The task: Your answer should be the lines of the data below that contain "Clone".

(Stored items)

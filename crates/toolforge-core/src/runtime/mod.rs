//! Live execution of a finalized composition: per-element state, action
//! dispatch, and dataflow propagation along declared connections.

pub mod engine;
pub mod handlers;

use serde_json::{Map, Value};

pub use engine::RuntimeEngine;

/// What an action handler produced: a shallow state patch plus named
/// output values to propagate along connections.
#[derive(Debug, Clone, Default)]
pub struct ActionEffect {
    pub patch: Map<String, Value>,
    pub outputs: Vec<(String, Value)>,
}

/// A state-patch notification delivered to subscribers of a realtime
/// element.
#[derive(Debug, Clone)]
pub struct StateNotification {
    pub instance_id: String,
    pub patch: Map<String, Value>,
}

Output of the exercise:
#[derive(Debug, Clone, Default)]
#[derive(Debug, Clone)]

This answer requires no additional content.